RuntimeError: Given groups=1, weight of size [64, 3, 7, 7], expected input[3, 1, 224, 224] to have 3 channels, but got 1 channels instead

I see a couple of such posts in forum but I have hardtime generalizing it to my own problem. Here’s the error:

torch.Size([3, 1, 224, 224])
Traceback (most recent call last):
  File "test_loocv.py", line 245, in <module>
    output = model_ft(test_data)
  File "/scratch/sjn-p3/anaconda/anaconda3/lib/python3.6/site-packages/torch/nn/modules/module.py", line 477, in __call__
    result = self.forward(*input, **kwargs)
  File "/scratch/sjn-p3/anaconda/anaconda3/lib/python3.6/site-packages/torchvision-0.2.1-py3.6.egg/torchvision/models/resnet.py", line 139, in forward
  File "/scratch/sjn-p3/anaconda/anaconda3/lib/python3.6/site-packages/torch/nn/modules/module.py", line 477, in __call__
    result = self.forward(*input, **kwargs)
  File "/scratch/sjn-p3/anaconda/anaconda3/lib/python3.6/site-packages/torch/nn/modules/conv.py", line 301, in forward
    self.padding, self.dilation, self.groups)
RuntimeError: Given groups=1, weight of size [64, 3, 7, 7], expected input[3, 1, 224, 224] to have 3 channels, but got 1 channels instead

and here is the entire code:

from __future__ import print_function, division

import torch
from torch.autograd import Variable



import torch
import torch.nn as nn
import torch.optim as optim
from torch.optim import lr_scheduler
import numpy as np
import torchvision
from torchvision import datasets, models, transforms
import matplotlib.pyplot as plt
import time
import os
import copy



import torch.utils.data as data_utils
from torch.utils import data


data_transforms = {
    'train': transforms.Compose([
        transforms.RandomResizedCrop(224),
        transforms.RandomHorizontalFlip(),
        transforms.RandomRotation(20),
        transforms.ToTensor(),
        transforms.Normalize([0.485, 0.456, 0.406], [0.229, 0.224, 0.225])
    ])
}


data_dir = "test_images"

device = torch.device("cuda:0" if torch.cuda.is_available() else "cpu")

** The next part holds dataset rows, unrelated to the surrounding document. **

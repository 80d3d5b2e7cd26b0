//! Profile records extracted from Scholar result pages.

use serde::{Deserialize, Serialize};

/// Column headers matching [`ProfileRecord::to_row`].
pub const PROFILE_COLUMNS: [&str; 6] = [
    "name",
    "profile_link",
    "affiliation",
    "email",
    "cited_by",
    "interests",
];

/// One author found on a search result page.
///
/// Fields missing from the markup are empty, never an error.
#[derive(Debug, Clone, Default, PartialEq, Eq, Serialize, Deserialize)]
pub struct ProfileRecord {
    pub name: String,

    /// Absolute profile URL, empty when the result carried no link
    pub profile_link: String,

    pub affiliation: String,

    /// Verified-email line as shown, e.g. "Verified email at umich.edu"
    pub email: String,

    /// Citation text as shown, e.g. "Cited by 1234"
    pub citation_metric: String,

    /// Interest tags in display order
    pub interests: Vec<String>,
}

impl ProfileRecord {
    /// Numeric citation count parsed from the citation text.
    pub fn citation_count(&self) -> Option<u64> {
        parse_count(&self.citation_metric)
    }

    /// Flatten into a row for the delimited-text writer.
    ///
    /// The writer does no quoting, so commas inside a field ("Professor of
    /// Physics, MIT") become `;` and interests are joined with `;`. Every row
    /// has exactly [`PROFILE_COLUMNS`] entries.
    pub fn to_row(&self) -> Vec<String> {
        vec![
            column(&self.name),
            column(&self.profile_link),
            column(&self.affiliation),
            column(&self.email),
            column(&self.citation_metric),
            self.interests
                .iter()
                .map(|interest| column(interest))
                .collect::<Vec<_>>()
                .join(";"),
        ]
    }
}

fn column(text: &str) -> String {
    text.replace(',', ";")
}

/// Records and continuation token of a single fetched page.
#[derive(Debug, Clone, Default, PartialEq, Eq)]
pub struct PageResult {
    pub records: Vec<ProfileRecord>,
    pub next_token: Option<String>,
}

/// Details shown on an individual profile page.
#[derive(Debug, Clone, Default, PartialEq, Eq, Serialize, Deserialize)]
pub struct ProfileDetails {
    pub user_id: String,
    pub name: String,
    pub affiliation: String,
    pub interests: Vec<String>,

    /// All-time citation count from the stats table
    pub citations: Option<u64>,
}

/// Pull the digits out of text such as "Cited by 1,234".
pub(crate) fn parse_count(text: &str) -> Option<u64> {
    let digits: String = text
        .split_whitespace()
        .find(|word| word.chars().next().is_some_and(|c| c.is_ascii_digit()))?
        .chars()
        .filter(|c| c.is_ascii_digit())
        .collect();
    digits.parse().ok()
}
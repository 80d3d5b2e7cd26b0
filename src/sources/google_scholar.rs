//! Google Scholar author harvesting.
//!
//! Google Scholar does not have an official public API. This implementation
//! scrapes the public author-search pages, which may violate Google's Terms of
//! Service and is subject to rate limiting and CAPTCHA blocks. Keep
//! `page_delay_ms` generous for anything but small harvests.

use scraper::Html;
use tokio_util::sync::CancellationToken;

use crate::config::HarvestConfig;
use crate::models::{AuthorFilter, ProfileDetails, ProfileRecord, SearchQuery};
use crate::sources::{
    extract_profile_details, extract_records, Fetch, FetchRequest, HarvestError, HarvestOutcome,
    HarvestSession,
};
use crate::utils::{deduplicate_profiles, with_retry, HarvestObserver, HttpFetcher, NoopObserver};

/// Entry point for harvesting author profiles.
#[derive(Debug, Clone, Default)]
pub struct ScholarHarvester {
    config: HarvestConfig,
}

impl ScholarHarvester {
    pub fn new(config: HarvestConfig) -> Self {
        Self { config }
    }

    pub fn config(&self) -> &HarvestConfig {
        &self.config
    }

    /// Harvest every author matching `label` at `organization`.
    ///
    /// Returns `Err` only for an invalid query or configuration, before any
    /// request is sent. Network trouble, blocks and cancellation end up in the
    /// outcome's status alongside whatever was collected.
    pub async fn harvest(
        &self,
        label: &str,
        organization: &str,
        cancel: &CancellationToken,
    ) -> Result<HarvestOutcome, HarvestError> {
        self.harvest_observed(label, organization, cancel, &NoopObserver)
            .await
    }

    /// [`harvest`](Self::harvest) reporting progress to `observer`.
    pub async fn harvest_observed(
        &self,
        label: &str,
        organization: &str,
        cancel: &CancellationToken,
        observer: &dyn HarvestObserver,
    ) -> Result<HarvestOutcome, HarvestError> {
        let query = SearchQuery::new(label, organization, self.config.language.as_str())?;
        self.harvest_query(query, cancel, observer).await
    }

    /// Harvest every author tagged with a research field, at any organization.
    pub async fn harvest_field(
        &self,
        field: &str,
        cancel: &CancellationToken,
        observer: &dyn HarvestObserver,
    ) -> Result<HarvestOutcome, HarvestError> {
        let query = SearchQuery::with_filter(AuthorFilter::field(field), self.config.language.as_str())?;
        self.harvest_query(query, cancel, observer).await
    }

    /// Harvest an already built query over a fresh [`HttpFetcher`].
    pub async fn harvest_query(
        &self,
        query: SearchQuery,
        cancel: &CancellationToken,
        observer: &dyn HarvestObserver,
    ) -> Result<HarvestOutcome, HarvestError> {
        self.config.validate()?;
        let fetcher = HttpFetcher::new(&self.config)?;
        self.harvest_with(fetcher, query, cancel, observer).await
    }

    /// Run a harvest over a caller-supplied fetcher. The fetcher is dropped when
    /// the harvest ends.
    pub async fn harvest_with<F: Fetch>(
        &self,
        fetcher: F,
        query: SearchQuery,
        cancel: &CancellationToken,
        observer: &dyn HarvestObserver,
    ) -> Result<HarvestOutcome, HarvestError> {
        let session = HarvestSession::new(fetcher, &self.config, query)?.with_observer(observer);
        Ok(session.run(cancel).await)
    }

    /// Authors matching a quoted name, first result page only.
    pub async fn search_by_name(&self, name: &str) -> Result<Vec<ProfileRecord>, HarvestError> {
        let query = SearchQuery::with_filter(AuthorFilter::name(name), self.config.language.as_str())?;
        self.config.validate()?;
        let fetcher = HttpFetcher::new(&self.config)?;
        self.search_page_with(&fetcher, &query).await
    }

    /// Fetch and extract the single page `query` points at.
    ///
    /// Unlike a harvest, a page without the results container is an error here.
    pub async fn search_page_with<F: Fetch>(
        &self,
        fetcher: &F,
        query: &SearchQuery,
    ) -> Result<Vec<ProfileRecord>, HarvestError> {
        let request = FetchRequest::new(self.config.search_url()?)
            .header("User-Agent", self.config.user_agent.as_str())
            .params(query.params()?);

        tracing::debug!(filter = %query.filter, offset = query.offset, "Fetching single author page");
        let body = with_retry(self.config.retry.into(), || fetcher.get(&request)).await?;

        let document = Html::parse_document(&body);
        let records = extract_records(&document, &self.config.base()?)?;
        Ok(deduplicate_profiles(records))
    }

    /// Look up a single profile page by Scholar user id.
    pub async fn fetch_profile(&self, user_id: &str) -> Result<ProfileDetails, HarvestError> {
        let fetcher = HttpFetcher::new(&self.config)?;
        self.fetch_profile_with(&fetcher, user_id).await
    }

    /// [`fetch_profile`](Self::fetch_profile) over a caller-supplied fetcher.
    pub async fn fetch_profile_with<F: Fetch>(
        &self,
        fetcher: &F,
        user_id: &str,
    ) -> Result<ProfileDetails, HarvestError> {
        let user_id = user_id.trim();
        if user_id.is_empty() {
            return Err(HarvestError::InvalidQuery(
                "user id must not be empty".to_string(),
            ));
        }

        let request = FetchRequest::new(self.config.search_url()?)
            .header("User-Agent", self.config.user_agent.as_str())
            .params(vec![
                ("user", user_id.to_string()),
                ("hl", self.config.language.clone()),
            ]);

        tracing::debug!(user_id, "Fetching profile page");
        let body = with_retry(self.config.retry.into(), || fetcher.get(&request)).await?;

        let document = Html::parse_document(&body);
        extract_profile_details(&document, user_id)
    }
}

def imshow(inp, title=None):
    """Imshow for Tensor."""
    inp = inp.numpy().transpose((1, 2, 0))
    mean = np.array([0.485, 0.456, 0.406])
    std = np.array([0.229, 0.224, 0.225])
    inp = std * inp + mean
    inp = np.clip(inp, 0, 1)
    plt.imshow(inp)
    if title is not None:
        plt.title(title)
    plt.pause(0.001)  # pause a bit so that plots are updated



def train_model(model, criterion, optimizer, scheduler, dataloader, num_epochs=25):
    since = time.time()

    best_model_wts = copy.deepcopy(model.state_dict())
    best_acc = 0.0

    for epoch in range(num_epochs):
        print('Epoch {}/{}'.format(epoch, num_epochs - 1))
        print('-' * 10)

        # Each epoch has a training and validation phase
        for phase in ['train']:
            if phase == 'train':
                scheduler.step()
                model.train()  # Set model to training mode
            else:
                model.eval()   # Set model to evaluate mode

            running_loss = 0.0
            running_corrects = 0

            # Iterate over data.
            #for inputs, labels in dataloaders[phase]:
            for inputs, labels in dataloader:
                inputs = inputs.to(device)
                labels = labels.to(device)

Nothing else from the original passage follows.